- _WHAT YOU NEED TO DO_
Pull each line with the string "AssetBuilder" from the entries.
*** PROVIDED DATA
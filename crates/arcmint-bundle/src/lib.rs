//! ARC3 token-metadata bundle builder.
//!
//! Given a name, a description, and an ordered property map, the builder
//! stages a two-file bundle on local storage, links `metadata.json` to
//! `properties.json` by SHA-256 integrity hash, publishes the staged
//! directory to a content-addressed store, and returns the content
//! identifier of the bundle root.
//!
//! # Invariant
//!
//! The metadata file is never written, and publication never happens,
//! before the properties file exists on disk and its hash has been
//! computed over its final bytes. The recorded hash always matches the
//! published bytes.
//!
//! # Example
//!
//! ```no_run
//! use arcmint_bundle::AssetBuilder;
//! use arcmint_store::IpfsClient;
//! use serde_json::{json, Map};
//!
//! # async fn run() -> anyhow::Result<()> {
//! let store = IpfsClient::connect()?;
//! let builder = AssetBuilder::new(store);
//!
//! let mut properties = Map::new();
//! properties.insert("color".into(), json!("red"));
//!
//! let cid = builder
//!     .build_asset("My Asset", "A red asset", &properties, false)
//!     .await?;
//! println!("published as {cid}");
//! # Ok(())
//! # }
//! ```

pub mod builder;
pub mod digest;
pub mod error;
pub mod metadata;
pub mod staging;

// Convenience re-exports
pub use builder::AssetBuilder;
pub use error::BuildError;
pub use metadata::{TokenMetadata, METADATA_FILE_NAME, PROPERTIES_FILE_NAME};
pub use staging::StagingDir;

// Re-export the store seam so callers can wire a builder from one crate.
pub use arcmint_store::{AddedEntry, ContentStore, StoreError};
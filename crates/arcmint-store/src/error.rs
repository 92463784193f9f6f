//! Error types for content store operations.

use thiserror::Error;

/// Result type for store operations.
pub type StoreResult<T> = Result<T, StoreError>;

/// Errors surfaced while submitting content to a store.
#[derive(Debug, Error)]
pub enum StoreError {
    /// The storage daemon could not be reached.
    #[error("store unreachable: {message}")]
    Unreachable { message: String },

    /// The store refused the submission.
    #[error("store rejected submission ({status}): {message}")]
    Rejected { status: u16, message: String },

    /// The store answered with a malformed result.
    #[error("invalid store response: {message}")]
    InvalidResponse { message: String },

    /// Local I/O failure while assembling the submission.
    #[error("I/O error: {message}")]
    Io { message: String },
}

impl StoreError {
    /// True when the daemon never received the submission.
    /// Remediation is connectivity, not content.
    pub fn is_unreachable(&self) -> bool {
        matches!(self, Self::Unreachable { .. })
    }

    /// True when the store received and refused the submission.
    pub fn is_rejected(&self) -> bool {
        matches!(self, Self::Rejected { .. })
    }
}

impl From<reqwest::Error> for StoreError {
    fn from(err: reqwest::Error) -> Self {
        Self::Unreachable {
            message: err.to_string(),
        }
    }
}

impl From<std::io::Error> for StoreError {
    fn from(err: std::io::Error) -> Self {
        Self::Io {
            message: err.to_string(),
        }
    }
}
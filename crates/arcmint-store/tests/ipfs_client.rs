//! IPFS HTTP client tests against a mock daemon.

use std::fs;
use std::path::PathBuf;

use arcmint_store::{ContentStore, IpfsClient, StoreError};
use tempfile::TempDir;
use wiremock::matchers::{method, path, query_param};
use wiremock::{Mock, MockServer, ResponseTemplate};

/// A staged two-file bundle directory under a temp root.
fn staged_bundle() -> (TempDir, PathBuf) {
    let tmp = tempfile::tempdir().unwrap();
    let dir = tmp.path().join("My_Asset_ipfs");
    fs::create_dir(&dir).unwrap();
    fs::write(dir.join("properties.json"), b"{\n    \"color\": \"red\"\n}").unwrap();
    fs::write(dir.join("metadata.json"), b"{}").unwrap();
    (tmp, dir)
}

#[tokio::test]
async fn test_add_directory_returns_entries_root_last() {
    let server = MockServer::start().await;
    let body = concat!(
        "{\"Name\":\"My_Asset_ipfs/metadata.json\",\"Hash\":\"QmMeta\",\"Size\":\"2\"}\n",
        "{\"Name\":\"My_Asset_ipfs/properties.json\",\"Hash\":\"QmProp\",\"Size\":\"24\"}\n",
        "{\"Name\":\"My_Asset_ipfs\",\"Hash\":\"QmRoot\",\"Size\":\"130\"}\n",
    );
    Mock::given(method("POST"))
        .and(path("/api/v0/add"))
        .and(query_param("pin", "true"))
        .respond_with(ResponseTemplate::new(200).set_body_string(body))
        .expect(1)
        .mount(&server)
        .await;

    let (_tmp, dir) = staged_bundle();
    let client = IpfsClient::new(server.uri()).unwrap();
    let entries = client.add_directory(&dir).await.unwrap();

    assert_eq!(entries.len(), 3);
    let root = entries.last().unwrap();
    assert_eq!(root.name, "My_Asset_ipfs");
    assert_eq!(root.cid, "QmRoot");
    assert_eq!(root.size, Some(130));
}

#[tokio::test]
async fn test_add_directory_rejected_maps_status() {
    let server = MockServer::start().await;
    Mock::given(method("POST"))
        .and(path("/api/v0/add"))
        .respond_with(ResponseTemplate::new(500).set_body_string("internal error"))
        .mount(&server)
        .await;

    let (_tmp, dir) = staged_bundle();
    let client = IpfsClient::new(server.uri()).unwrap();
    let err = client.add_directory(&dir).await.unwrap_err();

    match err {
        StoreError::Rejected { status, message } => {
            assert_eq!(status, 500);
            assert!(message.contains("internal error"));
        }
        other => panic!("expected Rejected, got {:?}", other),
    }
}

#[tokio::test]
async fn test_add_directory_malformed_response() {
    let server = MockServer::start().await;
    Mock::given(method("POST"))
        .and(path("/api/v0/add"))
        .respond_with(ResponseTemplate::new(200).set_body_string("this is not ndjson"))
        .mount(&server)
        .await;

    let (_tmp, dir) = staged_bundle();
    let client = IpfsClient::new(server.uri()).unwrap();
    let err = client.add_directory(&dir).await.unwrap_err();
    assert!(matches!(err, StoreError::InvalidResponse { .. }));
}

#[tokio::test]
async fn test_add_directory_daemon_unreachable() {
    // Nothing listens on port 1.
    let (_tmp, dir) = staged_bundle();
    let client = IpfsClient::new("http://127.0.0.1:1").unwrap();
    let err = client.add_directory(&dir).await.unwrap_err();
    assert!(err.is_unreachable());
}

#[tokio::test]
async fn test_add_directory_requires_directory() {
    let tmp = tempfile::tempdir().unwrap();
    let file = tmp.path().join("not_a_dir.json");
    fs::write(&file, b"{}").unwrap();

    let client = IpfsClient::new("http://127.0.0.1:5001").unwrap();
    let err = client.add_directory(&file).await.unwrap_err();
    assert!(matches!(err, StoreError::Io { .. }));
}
******
*** PROVIDED DATA
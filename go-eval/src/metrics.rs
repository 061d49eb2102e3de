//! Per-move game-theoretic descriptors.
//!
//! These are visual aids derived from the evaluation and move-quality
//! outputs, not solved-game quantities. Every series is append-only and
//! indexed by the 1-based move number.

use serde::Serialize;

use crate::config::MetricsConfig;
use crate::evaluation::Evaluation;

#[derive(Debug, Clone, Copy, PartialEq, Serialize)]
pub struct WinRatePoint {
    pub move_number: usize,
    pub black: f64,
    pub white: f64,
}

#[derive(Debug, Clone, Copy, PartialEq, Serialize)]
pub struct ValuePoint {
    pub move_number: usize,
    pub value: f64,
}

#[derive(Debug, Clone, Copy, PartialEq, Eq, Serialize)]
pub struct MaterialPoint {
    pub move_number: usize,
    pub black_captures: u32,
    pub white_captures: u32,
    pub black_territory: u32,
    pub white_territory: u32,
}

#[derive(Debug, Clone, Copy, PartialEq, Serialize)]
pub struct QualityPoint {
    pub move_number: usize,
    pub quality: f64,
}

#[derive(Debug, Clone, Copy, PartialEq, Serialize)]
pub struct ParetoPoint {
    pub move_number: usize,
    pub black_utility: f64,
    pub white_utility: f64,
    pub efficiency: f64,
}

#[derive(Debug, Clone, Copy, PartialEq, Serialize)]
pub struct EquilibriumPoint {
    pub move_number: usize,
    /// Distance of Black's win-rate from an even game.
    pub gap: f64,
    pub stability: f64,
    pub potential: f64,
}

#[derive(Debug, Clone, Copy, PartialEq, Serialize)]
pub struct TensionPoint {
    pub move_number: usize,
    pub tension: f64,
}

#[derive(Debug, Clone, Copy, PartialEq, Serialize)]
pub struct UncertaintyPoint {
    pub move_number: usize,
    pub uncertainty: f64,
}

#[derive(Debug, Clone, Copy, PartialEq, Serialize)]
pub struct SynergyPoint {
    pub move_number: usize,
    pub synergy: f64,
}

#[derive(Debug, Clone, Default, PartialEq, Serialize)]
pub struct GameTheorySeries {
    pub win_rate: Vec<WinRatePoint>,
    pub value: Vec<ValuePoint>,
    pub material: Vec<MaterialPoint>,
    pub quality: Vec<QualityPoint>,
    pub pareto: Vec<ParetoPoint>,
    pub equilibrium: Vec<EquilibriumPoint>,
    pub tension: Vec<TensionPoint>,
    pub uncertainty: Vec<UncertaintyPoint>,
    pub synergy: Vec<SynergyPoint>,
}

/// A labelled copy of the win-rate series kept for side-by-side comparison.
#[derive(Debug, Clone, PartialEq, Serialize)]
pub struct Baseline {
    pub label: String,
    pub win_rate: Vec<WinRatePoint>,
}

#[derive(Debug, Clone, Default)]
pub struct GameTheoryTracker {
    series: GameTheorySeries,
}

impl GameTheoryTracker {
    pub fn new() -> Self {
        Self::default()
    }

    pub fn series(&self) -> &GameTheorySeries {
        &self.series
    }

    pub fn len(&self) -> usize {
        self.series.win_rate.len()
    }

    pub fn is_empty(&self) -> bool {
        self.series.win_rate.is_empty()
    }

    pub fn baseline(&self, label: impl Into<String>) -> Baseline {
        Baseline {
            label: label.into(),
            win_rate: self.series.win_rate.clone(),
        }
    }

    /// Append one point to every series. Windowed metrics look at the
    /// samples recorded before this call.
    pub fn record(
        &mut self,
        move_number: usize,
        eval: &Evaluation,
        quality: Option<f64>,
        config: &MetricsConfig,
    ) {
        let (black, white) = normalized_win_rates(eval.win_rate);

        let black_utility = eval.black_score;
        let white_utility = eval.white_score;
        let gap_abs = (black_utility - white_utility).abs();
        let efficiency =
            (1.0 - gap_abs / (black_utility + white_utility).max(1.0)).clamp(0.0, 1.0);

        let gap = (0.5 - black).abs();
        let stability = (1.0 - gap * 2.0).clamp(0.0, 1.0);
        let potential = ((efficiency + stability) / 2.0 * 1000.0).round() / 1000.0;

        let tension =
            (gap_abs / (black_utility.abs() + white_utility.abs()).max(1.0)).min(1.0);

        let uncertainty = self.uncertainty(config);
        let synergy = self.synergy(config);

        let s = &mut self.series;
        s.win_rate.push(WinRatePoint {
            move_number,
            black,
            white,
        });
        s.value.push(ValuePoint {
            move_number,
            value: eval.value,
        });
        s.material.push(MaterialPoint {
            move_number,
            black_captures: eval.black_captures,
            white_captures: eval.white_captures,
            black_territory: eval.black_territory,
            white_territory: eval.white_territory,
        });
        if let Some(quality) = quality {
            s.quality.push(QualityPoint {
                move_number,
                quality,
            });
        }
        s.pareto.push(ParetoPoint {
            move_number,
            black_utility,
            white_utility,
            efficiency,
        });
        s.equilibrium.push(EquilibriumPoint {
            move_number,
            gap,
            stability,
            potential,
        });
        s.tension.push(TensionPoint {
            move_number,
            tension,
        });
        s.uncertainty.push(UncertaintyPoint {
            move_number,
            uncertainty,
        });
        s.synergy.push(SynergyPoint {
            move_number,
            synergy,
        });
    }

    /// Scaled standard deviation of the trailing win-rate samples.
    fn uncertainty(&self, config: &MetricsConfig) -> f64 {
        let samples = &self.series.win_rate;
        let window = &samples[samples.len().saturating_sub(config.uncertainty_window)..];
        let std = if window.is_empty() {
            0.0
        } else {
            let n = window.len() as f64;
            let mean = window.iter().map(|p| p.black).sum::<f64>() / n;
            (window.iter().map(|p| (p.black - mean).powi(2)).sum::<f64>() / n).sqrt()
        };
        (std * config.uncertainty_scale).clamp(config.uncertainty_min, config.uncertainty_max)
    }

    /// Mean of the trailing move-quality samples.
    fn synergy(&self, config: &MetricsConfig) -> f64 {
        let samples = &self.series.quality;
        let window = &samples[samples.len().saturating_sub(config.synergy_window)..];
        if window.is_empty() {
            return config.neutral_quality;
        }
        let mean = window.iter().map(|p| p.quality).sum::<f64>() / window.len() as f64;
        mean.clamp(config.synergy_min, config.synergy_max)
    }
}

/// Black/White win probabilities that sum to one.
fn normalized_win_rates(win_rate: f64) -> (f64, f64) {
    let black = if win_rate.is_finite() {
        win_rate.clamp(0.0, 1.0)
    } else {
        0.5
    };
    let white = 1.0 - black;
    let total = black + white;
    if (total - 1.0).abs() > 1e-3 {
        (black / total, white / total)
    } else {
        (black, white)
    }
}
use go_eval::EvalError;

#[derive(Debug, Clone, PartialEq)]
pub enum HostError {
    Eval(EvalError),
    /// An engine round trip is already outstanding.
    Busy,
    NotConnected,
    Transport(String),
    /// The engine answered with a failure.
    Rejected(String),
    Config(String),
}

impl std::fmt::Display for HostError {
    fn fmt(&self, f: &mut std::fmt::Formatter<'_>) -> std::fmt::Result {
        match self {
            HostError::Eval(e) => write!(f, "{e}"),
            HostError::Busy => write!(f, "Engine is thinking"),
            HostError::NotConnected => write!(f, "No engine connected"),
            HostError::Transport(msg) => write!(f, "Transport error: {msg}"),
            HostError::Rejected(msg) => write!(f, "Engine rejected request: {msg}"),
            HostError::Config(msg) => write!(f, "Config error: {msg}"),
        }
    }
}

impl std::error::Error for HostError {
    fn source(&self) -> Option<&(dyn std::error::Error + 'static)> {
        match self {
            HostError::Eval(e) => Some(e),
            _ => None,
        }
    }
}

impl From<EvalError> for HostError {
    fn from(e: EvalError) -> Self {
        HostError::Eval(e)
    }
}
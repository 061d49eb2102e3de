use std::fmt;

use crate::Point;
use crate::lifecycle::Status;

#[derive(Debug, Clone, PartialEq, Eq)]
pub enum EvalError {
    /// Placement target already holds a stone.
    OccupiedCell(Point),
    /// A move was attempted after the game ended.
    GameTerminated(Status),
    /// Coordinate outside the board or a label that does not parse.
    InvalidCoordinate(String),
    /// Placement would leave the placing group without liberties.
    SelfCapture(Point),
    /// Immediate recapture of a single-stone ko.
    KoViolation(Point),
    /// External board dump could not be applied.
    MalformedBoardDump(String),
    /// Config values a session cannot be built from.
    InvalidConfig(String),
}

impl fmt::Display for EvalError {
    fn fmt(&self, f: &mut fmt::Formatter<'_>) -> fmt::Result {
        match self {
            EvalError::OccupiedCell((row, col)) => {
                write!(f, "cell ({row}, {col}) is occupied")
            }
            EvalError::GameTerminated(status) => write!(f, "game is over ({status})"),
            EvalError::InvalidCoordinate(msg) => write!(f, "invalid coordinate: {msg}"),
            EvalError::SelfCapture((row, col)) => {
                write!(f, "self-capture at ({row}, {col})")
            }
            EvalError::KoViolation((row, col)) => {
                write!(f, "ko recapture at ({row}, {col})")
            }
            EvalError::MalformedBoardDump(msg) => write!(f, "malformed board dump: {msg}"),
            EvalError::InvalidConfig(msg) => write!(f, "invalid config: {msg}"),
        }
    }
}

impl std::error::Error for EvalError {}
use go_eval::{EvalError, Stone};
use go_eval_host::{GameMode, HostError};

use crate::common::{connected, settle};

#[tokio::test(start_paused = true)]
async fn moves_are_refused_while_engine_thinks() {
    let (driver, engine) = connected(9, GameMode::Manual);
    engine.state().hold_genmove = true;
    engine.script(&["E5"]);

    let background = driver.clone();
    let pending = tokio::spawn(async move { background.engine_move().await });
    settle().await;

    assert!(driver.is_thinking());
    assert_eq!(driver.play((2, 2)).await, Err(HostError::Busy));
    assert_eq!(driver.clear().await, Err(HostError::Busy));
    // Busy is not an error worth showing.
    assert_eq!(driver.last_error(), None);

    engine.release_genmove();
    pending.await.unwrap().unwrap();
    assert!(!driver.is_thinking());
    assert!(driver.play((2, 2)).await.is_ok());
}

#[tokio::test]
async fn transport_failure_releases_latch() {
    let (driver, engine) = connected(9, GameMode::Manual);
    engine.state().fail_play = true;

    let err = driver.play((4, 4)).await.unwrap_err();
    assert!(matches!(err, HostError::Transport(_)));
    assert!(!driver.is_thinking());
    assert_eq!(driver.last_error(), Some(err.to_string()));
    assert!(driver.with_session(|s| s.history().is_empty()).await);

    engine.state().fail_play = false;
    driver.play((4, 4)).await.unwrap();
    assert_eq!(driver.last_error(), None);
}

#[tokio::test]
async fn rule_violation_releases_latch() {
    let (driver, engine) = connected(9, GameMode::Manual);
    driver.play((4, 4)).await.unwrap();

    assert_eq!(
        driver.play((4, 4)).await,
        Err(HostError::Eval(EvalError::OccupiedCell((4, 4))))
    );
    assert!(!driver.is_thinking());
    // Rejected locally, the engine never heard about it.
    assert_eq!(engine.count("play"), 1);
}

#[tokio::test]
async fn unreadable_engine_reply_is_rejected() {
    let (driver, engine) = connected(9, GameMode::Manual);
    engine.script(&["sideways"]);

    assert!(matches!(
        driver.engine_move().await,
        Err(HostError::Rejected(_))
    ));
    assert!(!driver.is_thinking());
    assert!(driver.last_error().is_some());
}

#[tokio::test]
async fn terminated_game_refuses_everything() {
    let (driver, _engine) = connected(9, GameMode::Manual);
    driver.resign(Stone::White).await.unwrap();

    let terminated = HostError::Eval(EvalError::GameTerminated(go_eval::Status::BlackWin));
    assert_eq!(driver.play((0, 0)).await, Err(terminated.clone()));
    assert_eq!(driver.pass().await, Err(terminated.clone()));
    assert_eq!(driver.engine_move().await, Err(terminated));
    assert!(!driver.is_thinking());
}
******
- _SOLVED EXERCISE_
//! use arcmint_bundle::AssetBuilder;
//! let builder = AssetBuilder::new(store);
pub use builder::AssetBuilder;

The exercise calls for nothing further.